Now, collapse isn't unique to humans. An asteroid might have wiped out most of life on earth, but there's something cautionary about the way civilizations collapse - through violence that happens at a peak of sophistication and complexity, perhaps even caused by that sophistication. Our current sophistication is driven by a global use of fossil fuels and as we all know, it sure looks like we're heading toward collapse.

So what's the moral here? That civilization itself is prone to boom and bust cycles. We have heard that said about capitalist expansion, but what if capitalism is just a bubble accelerator?

From what I can see, the Jaya is keenly aware of this possibility, so add bubble logic to the list of topics we will cover in our month long review.


Everything is a story, including the contents of the story you're about to tell. Especially when the contents unfold into another set of contents and the new summary introduces us to yet another tale in which the suta tells the full story. Borges wrote a short fable about exactitude in science in which a society becomes so good at mapmaking that its maps can no longer be distinguished from the territory. Here's what Borges says:

"In that Empire, the Art of Cartography attained such Perfection that the map of a single Province occupied the entirety of a City, and the map of the Empire, the entirety of a Province. "

Now imagine a culture in which stories have attained perfection. Even the gods have certified their storymaking glory. A meeting is called by their parliament to honour their achievements and in that meeting a collective decision is made to compose the greatest story ever told, a story so large that it will cover the universe. A special act is passed with a large appropriation for the king of stories. The lawmakers delegate the task to a distinguished team of scholars, poets and scientists under the leadership of their most venerable sage.

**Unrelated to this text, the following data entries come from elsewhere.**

/*!
Reports produced by a solve: the status/model/statistics payload returned to both
programmatic callers and the CLI.
*/

use crate::tableau::model::Model;

/// How an expansion terminated.
#[derive(Clone, Copy, Debug, PartialEq, Eq, serde::Serialize)]
#[serde(rename_all = "snake_case")]
pub enum Status {
    /// The tableau saturated normally; `satisfiable` and `models` are complete.
    Ok,

    /// The configured time limit was reached before saturation.
    Timeout,

    /// The configured branch or depth bound was reached before saturation.
    Exhausted,
}

impl std::fmt::Display for Status {
    fn fmt(&self, f: &mut std::fmt::Formatter<'_>) -> std::fmt::Result {
        match self {
            Status::Ok => write!(f, "ok"),
            Status::Timeout => write!(f, "timeout"),
            Status::Exhausted => write!(f, "exhausted"),
        }
    }
}

/// Counters describing the work a solve did, independent of its outcome.
#[derive(Clone, Debug, Default, serde::Serialize)]
pub struct Stats {
    /// Total branches ever created, including the seed branch and any later closed
    /// or subsumption-pruned.
    pub branches_created: usize,

    /// Total rule applications (one per non-atomic signed formula processed).
    pub rule_applications: usize,

    pub elapsed_ms: u128,
}

/// The outcome of a `solve` call.
#[derive(Clone, Debug, serde::Serialize)]
pub struct SolveResult {
    pub satisfiable: bool,
    pub models: Vec<Model>,
    pub status: Status,
    pub stats: Stats,
}

/// `entails`'s three-valued result: a definite verdict, or `Unknown` when a resource
/// bound was hit before every designated-sign check could complete.
#[derive(Clone, Copy, Debug, PartialEq, Eq)]
pub enum Tristate {
    True,
    False,
    Unknown,
}

impl std::fmt::Display for Tristate {
    fn fmt(&self, f: &mut std::fmt::Formatter<'_>) -> std::fmt::Result {
        match self {
            Tristate::True => write!(f, "true"),
            Tristate::False => write!(f, "false"),
            Tristate::Unknown => write!(f, "unknown"),
        }
    }
}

When the storymaking team meets in the central hall of parliament they pose the most basic question of all: how should we tell this story? After a long debate, they arrive at a simple answer:

  1. Announce that you're about to tell a story.

  2. Unspool the announcement in one hundred and eight bullet points.

  3. Expand each bullet point into a short chapter.

  4. Collect all the short chapters in a small book.

  5. Call the book "An Important Announcement"

  6. Repeat with variations until an entire world is built out of announcements within announcements within announcements.

  7. Announce that the world has been built.

It's a little silly, but it's also profound.